In the most recent meta-analysis published in Lancet in 2021 on LMCA revascularization, four of these RCTs with at least 5 years of follow-up were included. The patients analyzed, in comparison with Tam et al.’s study, were at lower risk, younger, and had a lower incidence of diabetes and ventricular dysfunction. All-cause mortality was similar with CABG and PCI; however, if a Bayesian estimation method was applied, increased mortality with PCI was detected. Additionally, the incidence of MI (using the universal definition), repeat revascularization, and composite events were also significantly higher with PCI. Therefore, while not conclusive, the RCT results suggest that CABG in LMCA disease shows a trend towards greater survival (already detectable even at 5 years) and a lower proportion of MACCE (if the universal MI definition is used and repeat revascularization is included).
In contrast to previous observational studies, the majority were not contemporary, had smaller patient populations, and fewer years of follow-up. Nevertheless, the MAIN-COMPARE registry already demonstrated a higher risk of mortality with PCI (despite patients being younger than those in the current study) and a higher incidence of MACCE at 5 years, as well as repeat revascularization at 10 years. Consequently, once again, observational studies on coronary revascularization—closer to “real-world” scenarios—differ significantly from RCTs in terms of long-term outcomes, clearly favoring CABG as the most appropriate therapeutic strategy in most circumstances.
One of the major limitations of this study is the use of data gathered from clinical report summaries to catalog clinical events such as MI or stroke, which is logically less reliable than definitions used in RCTs. The same is true for the incomplete information available on the coronary anatomical complexity of patients (SYNTAX score) and/or the degree of completeness of coronary revascularization. Lastly, in recent years, there have been significant advancements in PCI, which, when applied currently and in the future, will likely continue to improve outcomes for patients with LMCA disease, which may not yet be fully reflected in the results of this study.

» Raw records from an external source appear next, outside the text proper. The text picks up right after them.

impl TrackLayout {
    fn new(pos: Position, state: BlockState) -> Option<Self> {
        let rail = rail_like(state.kind())?;
        Some(Self {
            pos,
            state,
            straight: rail.is_straight(),
            connections: connections(pos, rail.shape(state)).to_vec(),
        })
    }

    fn at(level: &dyn Level, pos: Position) -> Option<Self> {
        Self::new(pos, level.block_state(pos)?)
    }

    /// The rail at `pos`, or one level above or below it.
    fn near(level: &dyn Level, pos: Position) -> Option<Self> {
        [pos, pos.above(), pos.below()]
            .into_iter()
            .find_map(|candidate| Self::at(level, candidate))
    }

    fn shape(&self) -> RailShape {
        self.state.get(RAIL_SHAPE)
    }

    fn set_shape(&mut self, shape: RailShape) {
        self.connections = connections(self.pos, shape).to_vec();
        self.state = self.state.with(RAIL_SHAPE, shape);
    }

    /// Keep only links that the rail on the other end returns.
    fn remove_soft_connections(&mut self, level: &dyn Level) {
        let pos = self.pos;
        self.connections = self
            .connections
            .iter()
            .filter_map(|connection| Self::near(level, *connection))
            .filter(|other| other.has_connection(pos))
            .map(|other| other.pos)
            .collect();
    }

    /// Links are compared on the horizontal plane only.
    fn has_connection(&self, pos: Position) -> bool {
        self.connections
            .iter()
            .any(|connection| connection.x == pos.x && connection.z == pos.z)
    }

    fn can_connect_to(&self, pos: Position) -> bool {
        self.has_connection(pos) || self.connections.len() != 2
    }

    fn count_potential_connections(&self, level: &dyn Level) -> usize {
        Direction::HORIZONTAL
            .into_iter()
            .filter(|direction| {
                let side = self.pos.relative(*direction);
                is_rail_at(level, side) || is_rail_at(level, side.above()) || is_rail_at(level, side.below())
            })
            .count()
    }

    /// Whether the rail next to us in some direction would link back.
    fn has_neighbor_rail(&self, level: &dyn Level, pos: Position) -> bool {
        match Self::near(level, pos) {
            Some(mut other) => {
                other.remove_soft_connections(level);
                other.can_connect_to(self.pos)
            }
            None => false,
        }
    }

    /// Add a link towards `other` and return the state that results.
    fn connect_to(&mut self, level: &dyn Level, other: Position) -> BlockState {
        self.connections.push(other);
        let north = self.has_connection(self.pos.relative(Direction::North));
        let south = self.has_connection(self.pos.relative(Direction::South));
        let west = self.has_connection(self.pos.relative(Direction::West));
        let east = self.has_connection(self.pos.relative(Direction::East));

        let mut shape = None;
        if north || south {
            shape = Some(RailShape::NorthSouth);
        }
        if west || east {
            shape = Some(RailShape::EastWest);
        }
        if !self.straight {
            if south && east && !north && !west {
                shape = Some(RailShape::SouthEast);
            }
            if south && west && !north && !east {
                shape = Some(RailShape::SouthWest);
            }
            if north && west && !south && !east {
                shape = Some(RailShape::NorthWest);
            }
            if north && east && !south && !west {
                shape = Some(RailShape::NorthEast);
            }
        }
        let shape = ascend(level, self.pos, shape).unwrap_or(RailShape::NorthSouth);
        self.state = self.state.with(RAIL_SHAPE, shape);
        self.state
    }

    /// Shape the rail takes given its neighbors. `current` is kept when
    /// nothing decides otherwise.
    fn choose_shape(&self, level: &dyn Level, powered: bool, current: RailShape) -> RailShape {
        let north = self.has_neighbor_rail(level, self.pos.relative(Direction::North));
        let south = self.has_neighbor_rail(level, self.pos.relative(Direction::South));
        let west = self.has_neighbor_rail(level, self.pos.relative(Direction::West));
        let east = self.has_neighbor_rail(level, self.pos.relative(Direction::East));

        let north_south = north || south;
        let east_west = west || east;
        let south_east = south && east;
        let south_west = south && west;
        let north_east = north && east;
        let north_west = north && west;

        let mut shape = None;
        if north_south && !east_west {
            shape = Some(RailShape::NorthSouth);
        }
        if east_west && !north_south {
            shape = Some(RailShape::EastWest);
        }
        if !self.straight {
            if south_east && !north && !west {
                shape = Some(RailShape::SouthEast);
            }
            if south_west && !north && !east {
                shape = Some(RailShape::SouthWest);
            }
            if north_west && !south && !east {
                shape = Some(RailShape::NorthWest);
            }
            if north_east && !south && !west {
                shape = Some(RailShape::NorthEast);
            }
        }

        if shape.is_none() {
            if north_south && east_west {
                shape = Some(current);
            } else if north_south {
                shape = Some(RailShape::NorthSouth);
            } else if east_west {
                shape = Some(RailShape::EastWest);
            }

            // Later assignments win, so these lists run from least to most preferred.
            if !self.straight {
                let corners = if powered {
                    [
                        (south_east, RailShape::SouthEast),
                        (south_west, RailShape::SouthWest),
                        (north_east, RailShape::NorthEast),
                        (north_west, RailShape::NorthWest),
                    ]
                } else {
                    [
                        (north_west, RailShape::NorthWest),
                        (north_east, RailShape::NorthEast),
                        (south_west, RailShape::SouthWest),
                        (south_east, RailShape::SouthEast),
                    ]
                };
                for (present, corner) in corners {
                    if present {
                        shape = Some(corner);
                    }
                }
            }
        }

        ascend(level, self.pos, shape).unwrap_or(current)
    }
}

Adding the findings of this study to the existing evidence, it should now be clear that in patients with non-high surgical risk and adequate distal vessels from a surgical technical standpoint, CABG remains the revascularization technique of choice for LMCA disease in stable angina and stabilized acute coronary syndrome. The role of PCI is essential for numerous situations involving LMCA disease encountered in daily practice (proximal LMCA disease in patients with severe comorbidities, LMCA disease in frail patients or those with high surgical risk, primary angioplasty, etc.). This study should be taken into consideration in the development of future revascularization guidelines to position CABG favorably over PCI for LMCA disease in the scenarios mentioned above. Of course, this does not preclude the need for longer-term RCTs to confirm the findings of this study.
REFERENCE:
Tam DY, Fang J, Rocha RV, Rao SV, Dzavik V, Lawton J, et al. Real-World Examination of Revascularization Strategies for Left Main Coronary Disease in Ontario, Canada. JACC Cardiovasc Interv. 2022 Dec 28(22)01971-9. doi: 10.1016/j.jcin.2022.10.016.